Updated: Apr 12
My Black Sauce
In order to add richness, subtlety and depth to the darkest areas of my paitnings, I avoid the use of the color black entirely (i.e. Ivory Black, Lamp Black, etc.), opting instead for my own dark color blend.
I’ve found through my experience that the mixture of several dark colors creates a new color approaching the solidity of true black when applied in enough thick layers, yet yielding enough translucency in thinner applications to open up a much wider range of subtle color variation. This flexibility and translucency in turn creates the possibility of much more realistic shadows and a truly convincing “absence of light” that the viewer can still see into.

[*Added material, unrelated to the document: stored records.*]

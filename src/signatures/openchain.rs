// SPDX-FileCopyrightText: 2025 Semiotic AI, Inc.
//
// SPDX-License-Identifier: Apache-2.0

//! [`SignatureSource`] implementation backed by the openchain.xyz public
//! signature database.

use std::collections::HashMap;
use std::time::Duration;

use async_trait::async_trait;
use serde::Deserialize;
use tracing::debug;
use url::Url;

use crate::config::EthcastConfig;
use crate::errors::SignatureLookupError;
use crate::signatures::{FunctionSignature, Selector, SignatureSource};

/// HTTP client for the openchain.xyz signature database.
///
/// Lookups are unauthenticated GETs against the public lookup endpoint with
/// `filter=false`, so filtered (likely-poisoned) entries are returned too and
/// callers can decide how to present them.
///
/// # Example
///
/// ```rust,no_run
/// use ethcast::{OpenchainClient, Selector, SignatureSource};
///
/// # async fn example() -> Result<(), ethcast::SignatureLookupError> {
/// let client = OpenchainClient::new();
/// let selector: Selector = "0xa9059cbb".parse()?;
/// for sig in client.lookup_function(selector).await? {
///     println!("{}", sig.name);
/// }
/// # Ok(())
/// # }
/// ```
#[derive(Debug, Clone)]
pub struct OpenchainClient {
    http: reqwest::Client,
    endpoint: Url,
    timeout: Duration,
}

impl OpenchainClient {
    /// Create a client against the default openchain.xyz endpoint.
    pub fn new() -> Self {
        Self::with_config(&EthcastConfig::default())
    }

    /// Create a client using the endpoint and timeout from `config`.
    pub fn with_config(config: &EthcastConfig) -> Self {
        Self {
            http: reqwest::Client::new(),
            endpoint: config.signature_endpoint.clone(),
            timeout: config.http_timeout,
        }
    }
}

impl Default for OpenchainClient {
    fn default() -> Self {
        Self::new()
    }
}

#[async_trait]
impl SignatureSource for OpenchainClient {
    async fn lookup_function(
        &self,
        selector: Selector,
    ) -> Result<Vec<FunctionSignature>, SignatureLookupError> {
        let key = selector.to_string();
        let operation = format!("lookup {key}");

        debug!(selector = %key, endpoint = %self.endpoint, "Querying signature database");

        let response = self
            .http
            .get(self.endpoint.clone())
            .query(&[("function", key.as_str()), ("filter", "false")])
            .timeout(self.timeout)
            .send()
            .await
            .map_err(|e| SignatureLookupError::request_failed(operation.clone(), e))?
            .error_for_status()
            .map_err(|e| SignatureLookupError::request_failed(operation, e))?;

        let body: LookupResponse = response
            .json()
            .await
            .map_err(SignatureLookupError::decode_failed)?;

        if !body.ok {
            return Err(SignatureLookupError::LookupRejected { selector: key });
        }

        // Unknown selectors come back as a null (or absent) entry.
        let signatures = body
            .result
            .function
            .get(&key)
            .cloned()
            .flatten()
            .unwrap_or_default();

        debug!(selector = %key, count = signatures.len(), "Signature lookup complete");

        Ok(signatures)
    }
}

/// Wire shape of an openchain.xyz lookup response.
#[derive(Debug, Deserialize)]
struct LookupResponse {
    ok: bool,
    #[serde(default)]
    result: LookupResult,
}

#[derive(Debug, Default, Deserialize)]
struct LookupResult {
    #[serde(default)]
    function: HashMap<String, Option<Vec<FunctionSignature>>>,
}

#[cfg(test)]
mod tests {
    use super::*;

    #[test]
    fn test_decode_lookup_response() {
        let raw = r#"{
            "ok": true,
            "result": {
                "event": {},
                "function": {
                    "0xa9059cbb": [
                        { "name": "transfer(address,uint256)", "filtered": false },
                        { "name": "many_msg_babbage(bytes1)", "filtered": true }
                    ]
                }
            }
        }"#;

        let body: LookupResponse = serde_json::from_str(raw).unwrap();
        assert!(body.ok);

        let entries = body.result.function["0xa9059cbb"].as_ref().unwrap();
        assert_eq!(entries.len(), 2);
        assert_eq!(entries[0].name, "transfer(address,uint256)");
        assert!(!entries[0].filtered);
        assert!(entries[1].filtered);
    }

    #[test]
    fn test_decode_unknown_selector_is_null() {
        let raw = r#"{
            "ok": true,
            "result": { "function": { "0xdeadbeef": null } }
        }"#;

        let body: LookupResponse = serde_json::from_str(raw).unwrap();
        assert!(body.result.function["0xdeadbeef"].is_none());
    }

    #[test]
    fn test_decode_missing_filtered_defaults_false() {
        let raw = r#"{
            "ok": true,
            "result": { "function": { "0x313ce567": [ { "name": "decimals()" } ] } }
        }"#;

        let body: LookupResponse = serde_json::from_str(raw).unwrap();
        let entries = body.result.function["0x313ce567"].as_ref().unwrap();
        assert!(!entries[0].filtered);
    }
}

I use a simple demonstration during my instructional seminars to prove the necessity of what I call “translucent shadows.” I find a well-lit patch of space in the room and hold an opaque object in front of my outstretched arm, casting a prominent shadow across it. I then invite the audience to answer the following rhetorical questions:
Did the colors of my arm magically change into the colors of the shadow, like a chameleon’s skin changing to match its surroundings?
Assuming not, did the colors of my arm therefore stay the same as they were before being cast in shadow?
Similarly, were you able to still see the shadowed area of my arm, or was it completely swallowed up by an opaque, black, absence of light?
Assuming it was visible, would you conclude that there was still a percentage of indirect light still present within the darkened shadow area?
What this demonstration makes obvious is the need for mimicking the processes of physics and light in the natural world within our paintings, as a method of making them accurately replicate that world. This means painting objects or spaces close to their fully lit appearance and then obscuring them by using translucent shadow glazes, to the proper degree, and with the necessary color hues.
Of course, with experience, shortcuts can be taken on this process and this rule of sorts can be effectively broken for even further nuanced results. In my own work, I don’t paint every single object or space in its fully lit colors before glazing it into shadow–instead I often aim for a middle point, knowing that after one or more glaze layers it will have the same appearance as if I hadn’t taken the shortcut. This saves time and effort, while maintaining the high level of control necessary for realistic illusions.
Logically, it also follows that if you take too big of a shortcut by matching a shadowed object’s final color during your underpainting, then glaze a translucent shadow over it to create the convincing, full-bodied richness of a realistic shadow, the cumulative effect will obviously make it darker than you had originally intended. Simple trial and error yields the correct steps, shortcuts, and glazing formulas to achieve the exact results you had intended.